The exposition regularly lasts for three weeks in August. Two weeks are devoted to the institute which events are open to official participants only. Over the course of these two weeks the participating composers, musicians and musicologists interact with each other by means of attending a number of lectures, seminars, and presentations. They also compose and practice pieces to be presented during the final week of the forum. The exposition opens to the public during its third week's festival. The festival offers a large number of concerts which program selected compositions by resident students, lecturers, guests, and others. Frank Kuznik, editor-in-chief and culture editor of The Prague Post, described Ostrava Days in his blog Cultured Cleveland as a "gathering of students, players and composers modeled after Darmstadt School".

== Admission and attendance ==

=== Students and lecturers ===

Attendance of the institute as well as the festival is international and in the past included artists from Europe, North America, South America, Asia and Australia. Students are chosen based on evaluation of no more than three scores and audio samples submitted to the assembly of lectors for each given year.

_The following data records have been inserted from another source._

//! Booking store.
//!
//! # Tables
//!
//! - `providers` - suppliers, mirrored to Odoo as companies with a supplier rank
//! - `products` - bookable catalog with customer prices, supplier costs and
//!   the Odoo `product.product` mapping
//! - `availability_slots` - seats per product and date
//! - `bookings` - one row per payment intent with the Odoo documents it produced
//!
//! # Idempotency
//!
//! Every write the webhook performs can be replayed: booking inserts are
//! `ON CONFLICT (payment_intent_id) DO NOTHING`, slot reservation is a
//! conditional update, and the confirmation email is claimed by setting
//! `confirmation_sent_at` only while it is still null.
//!
//! # Migrations
//!
//! Migrations live in `crates/server/migrations/` and run via:
//! ```bash
//! cargo run -p booking-bridge-cli -- migrate
//! ```

pub mod postgres;

pub use postgres::PgBookingStore;

use std::time::Duration;

use async_trait::async_trait;
use secrecy::ExposeSecret;
use sqlx::PgPool;
use sqlx::postgres::PgPoolOptions;
use thiserror::Error;
use uuid::Uuid;

use booking_bridge_core::ErpProductId;

use crate::models::{AvailabilitySlot, Booking, CatalogProduct, NewBooking, OdooRefs, Provider};

/// Errors that can occur during repository operations.
#[derive(Debug, Error)]
pub enum RepositoryError {
    /// Database error from sqlx.
    #[error("database error: {0}")]
    Database(#[from] sqlx::Error),

    /// Data in the database is corrupted or invalid.
    #[error("data corruption: {0}")]
    DataCorruption(String),

    /// Requested entity was not found.
    #[error("not found")]
    NotFound,

    /// Constraint violation (e.g., a full slot).
    #[error("constraint violation: {0}")]
    Conflict(String),
}

/// Persistence used by checkout, the webhook and the sync jobs.
#[async_trait]
pub trait BookingStore: Send + Sync {
    /// Round-trip to the store.
    async fn ping(&self) -> Result<(), RepositoryError>;

    async fn find_product(&self, id: Uuid) -> Result<Option<CatalogProduct>, RepositoryError>;

    /// Active products, oldest first.
    async fn list_active_products(&self) -> Result<Vec<CatalogProduct>, RepositoryError>;

    async fn find_provider(&self, id: Uuid) -> Result<Option<Provider>, RepositoryError>;

    /// Remember the Odoo product a catalog product maps to.
    async fn set_odoo_product_id(
        &self,
        product_id: Uuid,
        odoo_product_id: ErpProductId,
    ) -> Result<(), RepositoryError>;

    async fn find_slot(&self, id: Uuid) -> Result<Option<AvailabilitySlot>, RepositoryError>;

    /// Take `seats` from a slot if they fit. Returns `false` when they don't.
    async fn reserve_slot(&self, slot_id: Uuid, seats: u32) -> Result<bool, RepositoryError>;

    async fn find_booking_by_payment_intent(
        &self,
        payment_intent_id: &str,
    ) -> Result<Option<Booking>, RepositoryError>;

    /// Insert unless a booking for the payment intent exists. Returns `true`
    /// when a row was written.
    async fn insert_booking(&self, booking: &NewBooking) -> Result<bool, RepositoryError>;

    /// Fill in Odoo references on the booking for a payment intent. `None`
    /// fields keep their stored value. Returns the stored booking id, or
    /// `NotFound` when no booking exists for the intent.
    async fn update_odoo_refs(
        &self,
        payment_intent_id: &str,
        refs: &OdooRefs,
    ) -> Result<Uuid, RepositoryError>;

    /// Claim the confirmation email. Only the first caller gets `true`.
    async fn claim_confirmation(&self, booking_id: Uuid) -> Result<bool, RepositoryError>;

    /// Undo a claim after a failed send.
    async fn release_confirmation(&self, booking_id: Uuid) -> Result<(), RepositoryError>;

    /// Confirmed bookings with a supplier cost and a sale order but no
    /// purchase order yet, optionally for one product.
    async fn bookings_missing_purchase_order(
        &self,
        product_id: Option<Uuid>,
    ) -> Result<Vec<Booking>, RepositoryError>;
}

/// Create a `PostgreSQL` connection pool with sensible defaults.
///
/// # Errors
///
/// Returns `sqlx::Error` if the connection cannot be established.
pub async fn create_pool(database_url: &secrecy::SecretString) -> Result<PgPool, sqlx::Error> {
    PgPoolOptions::new()
        .max_connections(10)
        .min_connections(2)
        .acquire_timeout(Duration::from_secs(10))
        .connect(database_url.expose_secret())
        .await
}
use std::io::Write;

use enough::{Stop, Unstoppable};

use crate::error::PnmError;
use crate::image::PixelSource;
use crate::limits::Limits;
use crate::pnm::{self, Maxval, PnmFormat};

/// Write `image` to `w` as `format`.
///
/// PGM and PPM use 16-bit samples when the image declares a 16-bit gray
/// or 48-bit color model respectively, 8-bit samples otherwise.
///
/// Errors from `w` are returned as [`PnmError::Io`] as soon as they
/// happen. Nothing is retried and nothing is rolled back, so the stream
/// may hold a partial file. Use [`EncodeRequest::buffered`] to make the
/// output all-or-nothing.
pub fn encode<W, I>(w: &mut W, image: &I, format: PnmFormat) -> Result<(), PnmError>
where
    W: Write + ?Sized,
    I: PixelSource + ?Sized,
{
    EncodeRequest::pnm(format).encode(w, image, Unstoppable)
}

/// [`encode`] with a numeric format selector (0 = PBM, 1 = PGM, 2 = PPM).
///
/// Any other value fails with [`PnmError::InvalidFormat`] before anything
/// is written.
pub fn encode_by_tag<W, I>(w: &mut W, image: &I, tag: u32) -> Result<(), PnmError>
where
    W: Write + ?Sized,
    I: PixelSource + ?Sized,
{
    encode(w, image, PnmFormat::try_from(tag)?)
}

/// Encode request builder.
///
/// ```
/// use zenpnm::{EncodeRequest, PixelLayout, RawImage, Unstoppable};
/// use zenpnm::pnm::PnmFormat;
///
/// let pixels = [0u8, 255, 255, 0];
/// let image = RawImage::new(&pixels, 2, 2, PixelLayout::Gray8)?;
/// let bytes = EncodeRequest::pnm(PnmFormat::Pbm).encode_to_vec(&image, Unstoppable)?;
/// assert_eq!(bytes, b"P4\n2 2\n\x80\x40");
/// # Ok::<(), zenpnm::PnmError>(())
/// ```
#[derive(Clone, Copy, Debug)]
pub struct EncodeRequest<'a> {
    format: PnmFormat,
    limits: Option<&'a Limits>,
    maxval: Option<Maxval>,
    buffered: bool,
}

impl<'a> EncodeRequest<'a> {
    pub fn pnm(format: PnmFormat) -> Self {
        Self {
            format,
            limits: None,
            maxval: None,
            buffered: false,
        }
    }

    /// Reject images (and scratch buffers) beyond `limits` before writing.
    pub fn with_limits(mut self, limits: &'a Limits) -> Self {
        self.limits = Some(limits);
        self
    }

    /// Force the sample width instead of deriving it from the color model.
    /// Has no effect on PBM.
    pub fn with_maxval(mut self, maxval: Maxval) -> Self {
        self.maxval = Some(maxval);
        self
    }

    /// Render the whole file in memory and hand it to the stream in a
    /// single write, so a failing stream never sees a partial raster.
    pub fn buffered(mut self, buffered: bool) -> Self {
        self.buffered = buffered;
        self
    }

    pub fn format(&self) -> PnmFormat {
        self.format
    }

    /// The maxval this request would write for `image`.
    pub fn maxval_for<I: PixelSource + ?Sized>(&self, image: &I) -> Maxval {
        self.maxval
            .unwrap_or_else(|| self.format.maxval_for(image.color_model()))
    }

    /// Exact number of bytes this request produces for `image`.
    pub fn encoded_len<I: PixelSource + ?Sized>(&self, image: &I) -> Result<usize, PnmError> {
        let b = image.bounds();
        pnm::encoded_len(self.format, b.width(), b.height(), self.maxval_for(image))
    }

    /// Encode `image` into `w`.
    pub fn encode<W, I>(&self, w: &mut W, image: &I, stop: impl Stop) -> Result<(), PnmError>
    where
        W: Write + ?Sized,
        I: PixelSource + ?Sized,
    {
        let bounds = image.bounds();
        let (width, height) = (bounds.width(), bounds.height());
        let maxval = self.maxval_for(image);
        if let Some(limits) = self.limits {
            limits.check_encode(self.format, width, height, maxval, self.buffered)?;
        }

        log::debug!(
            "encoding {width}x{height} as {} (maxval {}, buffered: {})",
            self.format.magic(),
            maxval.value(),
            self.buffered
        );

        if self.buffered {
            let out = self.render(image, maxval, &stop)?;
            w.write_all(&out)?;
            return Ok(());
        }
        self.dispatch(w, image, maxval, &stop)
    }

    /// Encode `image` into a new buffer.
    pub fn encode_to_vec<I>(&self, image: &I, stop: impl Stop) -> Result<Vec<u8>, PnmError>
    where
        I: PixelSource + ?Sized,
    {
        let b = image.bounds();
        let maxval = self.maxval_for(image);
        if let Some(limits) = self.limits {
            limits.check_encode(self.format, b.width(), b.height(), maxval, true)?;
        }
        self.render(image, maxval, &stop)
    }

    fn render<I>(&self, image: &I, maxval: Maxval, stop: &dyn Stop) -> Result<Vec<u8>, PnmError>
    where
        I: PixelSource + ?Sized,
    {
        let b = image.bounds();
        let len = pnm::encoded_len(self.format, b.width(), b.height(), maxval)?;
        let mut out = Vec::with_capacity(len);
        self.dispatch(&mut out, image, maxval, stop)?;
        debug_assert_eq!(out.len(), len);
        Ok(out)
    }

    fn dispatch<W, I>(
        &self,
        w: &mut W,
        image: &I,
        maxval: Maxval,
        stop: &dyn Stop,
    ) -> Result<(), PnmError>
    where
        W: Write + ?Sized,
        I: PixelSource + ?Sized,
    {
        match self.format {
            PnmFormat::Pbm => pnm::encode_pbm(w, image, stop),
            PnmFormat::Pgm => pnm::encode_pgm(w, image, maxval, stop),
            PnmFormat::Ppm => pnm::encode_ppm(w, image, maxval, stop),
        }
    }
}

Approximately 35 students are accepted for a season.

=== Resident ensembles ===

Resident ensembles of Ostrava Days are the Ostrava New Orchestra (symphony orchestra), Ostravská Banda (international chamber ensemble), Canticum Ostrava (choir), and Krulik Quartet (string quartet).

== Venues ==

The events of the Ostrava Days exposition take place in multiple venues in the city, including Philharmonic Hall of the City of Ostrava, Janáček Conservatory Ostrava, Multifunctional Auditorium GONG, National Moravian-Silesian Theatre, Coal Mine Michal Hall, St. Wenceslas Church, Parník Club, Gallery of Fine Arts in Ostrava.